The Matildas will have a purpose-built permanent home in Melbourne's north with the state-of-the-art facility to boost their hopes of 2023 World Cup glory.
The Matildas have received a major boost in the lead-up to a home World Cup in 2023 with a state-of-the-art facility to be purpose built for them in Melbourne's north in a project worth $116 million.
Construction on the Home of the Matildas will begin in December and be completed before the Sam Kerr led Australian host the world's best on home soil in two years.
The multifaceted complex located at La Trobe University's Bundoora Sports Park in Melbourne's north will also boast Football Victoria's high-performance program and its administration base plus a new rugby centre.
The federal government had already committed $15m towards the project while Victoria's state government set aside $101.1m in its budget for the soccer hub which will include a marquee pitch with grandstand seating, four other pitches, a gymnasium and wet recovery area, medical and rehabilitation centre, meeting areas and a player lounge.
FFA CEO James Johnson said he was delighted by the investment into football at all levels.
"This substantial commitment from the Victorian government, combined with the federal government's earlier $15 million contribution to the project, will have a significant impact on the development of women's football, and football overall, in Victoria and Australia for decades to come," he said in a statement.
"The high-performance environment... will feature world-class facilities and amenities that will ensure Victoria can regularly play host to the Matildas, as well as other youth and senior national teams and touring international nations and clubs."
"Crucially, The Home of The Matildas... will not only be a space that caters for the elite levels of the game, but the community and grassroots, too."

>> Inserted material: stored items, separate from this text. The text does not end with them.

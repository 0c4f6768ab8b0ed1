//! Dedicated event thread

use std::fs::File;
use std::io::Write;
use std::os::fd::{AsFd, OwnedFd};
use std::sync::Arc;
use std::thread::JoinHandle;
use std::time::Duration;

use crossbeam_channel::Receiver;
use nix::errno::Errno;
use nix::poll::{poll, PollFd, PollFlags};
use tracing::{debug, error, info};

use super::{poll_timeout, EventPump, PumpStatus};
use crate::clipboard::{ClipboardError, Result};

/// Owns the thread that drives a pump until it exits or is stopped
#[derive(Debug)]
pub struct ThreadDriver {
    name: String,
    handle: Option<JoinHandle<()>>,
    stop_tx: Option<File>,
    done: Receiver<()>,
}

impl ThreadDriver {
    /// Spawn a named thread driving `pump`
    pub fn spawn(name: &str, pump: Arc<dyn EventPump>) -> Result<Self> {
        let (stop_rx, stop_tx) = nix::unistd::pipe().map_err(std::io::Error::from)?;
        let (done_tx, done) = crossbeam_channel::bounded(1);

        let handle = std::thread::Builder::new()
            .name(name.to_string())
            .spawn(move || {
                if let Err(e) = run(pump.as_ref(), stop_rx) {
                    error!("Event thread failed: {}", e);
                }
                let _ = done_tx.send(());
            })?;

        info!("Started event thread {}", name);
        Ok(Self {
            name: name.to_string(),
            handle: Some(handle),
            stop_tx: Some(File::from(stop_tx)),
            done,
        })
    }

    /// True while the thread has not exited
    pub fn is_running(&self) -> bool {
        self.handle.as_ref().is_some_and(|h| !h.is_finished())
    }

    /// Wait up to `grace` for the pump to exit on its own, then force it
    ///
    /// Returns false if the thread had to be stopped through the stop pipe.
    pub fn stop(&mut self, grace: Duration) -> bool {
        let Some(handle) = self.handle.take() else {
            return true;
        };

        let clean = self.done.recv_timeout(grace).is_ok();
        if !clean {
            debug!("Event thread {} still running after {:?}, stopping it", self.name, grace);
            if let Some(mut tx) = self.stop_tx.take() {
                let _ = tx.write_all(&[0]);
            }
        }
        if handle.join().is_err() {
            error!("Event thread {} panicked", self.name);
        }
        debug!("Event thread {} joined", self.name);
        clean
    }
}

impl Drop for ThreadDriver {
    fn drop(&mut self) {
        self.stop(Duration::ZERO);
    }
}

fn run(pump: &dyn EventPump, stop_rx: OwnedFd) -> Result<()> {
    loop {
        pump.prepare()?;

        let stop = {
            let mut fds = [
                PollFd::new(pump.fd(), PollFlags::POLLIN),
                PollFd::new(stop_rx.as_fd(), PollFlags::POLLIN),
            ];
            match poll(&mut fds, poll_timeout(pump.poll_timeout())) {
                Ok(_) => {}
                Err(Errno::EINTR) => continue,
                Err(e) => return Err(ClipboardError::Driver(format!("poll failed: {}", e))),
            }
            fds[1].any().unwrap_or(false)
        };

        if stop {
            debug!("Stop requested");
            return Ok(());
        }

        // Dispatch on timeouts too: the connection may hold queued events
        if pump.dispatch()? == PumpStatus::Exit {
            return Ok(());
        }
    }
}

#[cfg(test)]
mod tests {
    use super::*;
    use crate::driver::testing::{poke, PipePump};
    use std::sync::atomic::Ordering;

    #[test]
    fn test_exits_when_pump_exits() {
        let (pump, mut writer) = PipePump::new(b'q');
        let pump = Arc::new(pump);
        let mut driver = ThreadDriver::spawn("test-pump", pump.clone()).unwrap();

        poke(&mut writer, b'a');
        poke(&mut writer, b'q');
        assert!(driver.stop(Duration::from_secs(5)));
        assert!(pump.dispatched.load(Ordering::SeqCst) >= 1);
        assert!(!driver.is_running());
    }

    #[test]
    fn test_forced_stop() {
        let (pump, _writer) = PipePump::new(b'q');
        let mut driver = ThreadDriver::spawn("test-idle", Arc::new(pump)).unwrap();
        assert!(!driver.stop(Duration::from_millis(20)));
        assert!(driver.stop(Duration::ZERO));
    }
}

Kerr was excited by the developments.
"The team loves playing in Melbourne and we really look forward to having a dedicated base where we can train and prepare for matches when we are in Victoria," the star striker said.
Australia and New Zealand will co-host the first 32-team Women's World Cup in July-August 2023 with 1.5 million fans expected to attend matches across 12 cities and 13 stadiums.
Five World Cup games will be played at Melbourne's AAMI Park, including a quarter final.
The Victorian state rugby centre will have a show pitch with grandstand seating plus two additional pitches, along with high performance facilities and be a training and match day home for the Melbourne Rebels' Super W team.
"In 133 years, Victorian Rugby has never had such a wonderful opportunity to grow the game and share its benefits with all Victorians," Rebels chairman Paul Docherty said in a statement.